It’s hard to imagine now, with home viewing at its peak, Netflix, Hulu, and Amazon Prime hooked up to big hi-def televisions, but there was a time when going to the movie theater actually was an experience you couldn’t get anywhere else. Everybody went to the movies back in the proverbial “day” and much like today producers moguls tried to ensure the masses would see their picture over any others. There was added spectacle to the filmgoing beyond just going to a film. The analog today would be IMAX or 3D, things which can’t truly be replicated at home. In the 1950s, one of these showmen filmmakers would make going to the cinema an event and seeing his horror pictures was something you couldn’t get anywhere else. That man was William Castle and arguably his most huckstery film was just screened at L.A.’s Cinefamily in as close to the way Castle mandated it be shown at the time. I’d never seen The Tingler before, but I don’t think seeing it in any other fashion would be worth it at all.

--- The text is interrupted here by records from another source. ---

use actix_web::{web, App, HttpServer};
use anyhow::{Context, Result};
use dotenv::dotenv;
use sqlx::sqlite::{SqliteConnectOptions, SqliteJournalMode, SqlitePoolOptions};
use sqlx::{Pool, Sqlite};
use std::str::FromStr;
use std::time::Duration;

use crate::backends::BackendRegistry;
use crate::config::app_config::{AppConfig, DeliverySettings};
use crate::logger::init_logger;
use crate::services::delivery_service::DeliveryService;
use crate::services::issue_service::IssueService;
use crate::services::service_config_service::ServiceConfigService;
use crate::services::status_recorder::StatusRecorder;
use crate::services::task_runner::{JobContext, TaskRunner};

mod app;
mod backends;
mod config;
mod handlers;
mod logger;
mod models;
mod services;

#[cfg(test)]
mod tests;

/// Abre el pool SQLite y corre las migraciones.
/// WAL + busy_timeout: los `BEGIN IMMEDIATE` concurrentes esperan en vez de fallar.
pub async fn setup_database(database_url: &str) -> Result<Pool<Sqlite>> {
    log::info!("Conectando a SQLite en {}", database_url);

    let options = SqliteConnectOptions::from_str(database_url)
        .with_context(|| format!("DATABASE_URL inválida: {}", database_url))?
        .create_if_missing(true)
        .journal_mode(SqliteJournalMode::Wal)
        .busy_timeout(Duration::from_secs(10));

    let db_pool = SqlitePoolOptions::new()
        .max_connections(5)
        .connect_with(options)
        .await
        .context("No se pudo conectar a la base de datos SQLite.")?;

    sqlx::migrate!("./migrations")
        .run(&db_pool)
        .await
        .context("Fallo en migraciones")?;

    Ok(db_pool)
}

/// Arma el runner de jobs con todo lo que necesitan los envíos.
pub fn build_task_runner(
    db_pool: Pool<Sqlite>,
    http_client: reqwest::Client,
    settings: DeliverySettings,
) -> TaskRunner {
    let recorder = StatusRecorder::new(db_pool.clone());
    let delivery = DeliveryService::new(http_client, recorder);

    TaskRunner::new(JobContext {
        settings,
        delivery,
        issues: IssueService::new(db_pool),
    })
}

#[actix_web::main]
async fn main() -> std::io::Result<()> {
    dotenv().ok(); // Cargar .env al inicio
    init_logger();

    let app_config = AppConfig::from_env().expect("Configuración inválida");

    // Carpeta por defecto de la base
    std::fs::create_dir_all("data").expect("No se pudo crear directorio 'data'");

    let db_pool = setup_database(&app_config.database_url)
        .await
        .expect("No se pudo inicializar la base de datos");

    let config_service = ServiceConfigService::new(db_pool.clone());
    let registry = BackendRegistry::with_builtin();
    let runner = build_task_runner(
        db_pool.clone(),
        reqwest::Client::new(),
        DeliverySettings::from(&app_config),
    );

    log::info!("Backends registrados: {:?}", registry.kinds());

    // Levantar servidor
    log::info!(
        "Levantando servidor en {}:{}",
        app_config.bind_addr,
        app_config.port
    );
    let server_runner = runner.clone();
    HttpServer::new(move || {
        App::new()
            .app_data(web::Data::new(config_service.clone()))
            .app_data(web::Data::new(registry.clone()))
            .app_data(web::Data::new(server_runner.clone()))
            .configure(app::init_app)
    })
    .bind((app_config.bind_addr.as_str(), app_config.port))?
    .run()
    .await?;

    // Esperar los envíos en curso antes de salir
    log::info!(
        "Servidor detenido; esperando {} envíos en curso...",
        runner.in_flight()
    );
    runner.drain().await;
    db_pool.close().await;
    Ok(())
}
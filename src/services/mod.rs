//! services/mod.rs
//! Módulo que agrupa distintos "servicios" o "capas de negocio" de la app.

pub mod delivery_service;
pub mod issue_service;
pub mod service_config_service;
pub mod status_recorder;
pub mod task_runner;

Oh, what a trailer. Anyone who’s seen Joe Dante’s fabulous send-up Matinee well recognize the William Castle type of filmmaker. He brought people to the movies by involving them in his horror films as much as possible, making the theaters interactive and the experience singular. For The Tingler, Caslte invented a process called “Percepto,” which was meant to allow certain members of the audience to physically feel what the characters on the screen were feeling, specifically the twinge of unbridled fright. In actuality, Percepto was just a series of large joy buzzers affixed to the bottom of some of the theater seats that would zap at the designated part of the film. And they didn’t all buzz at once; the Percepto seats would each buzz in a seemingly random sequence as the particular section commenced.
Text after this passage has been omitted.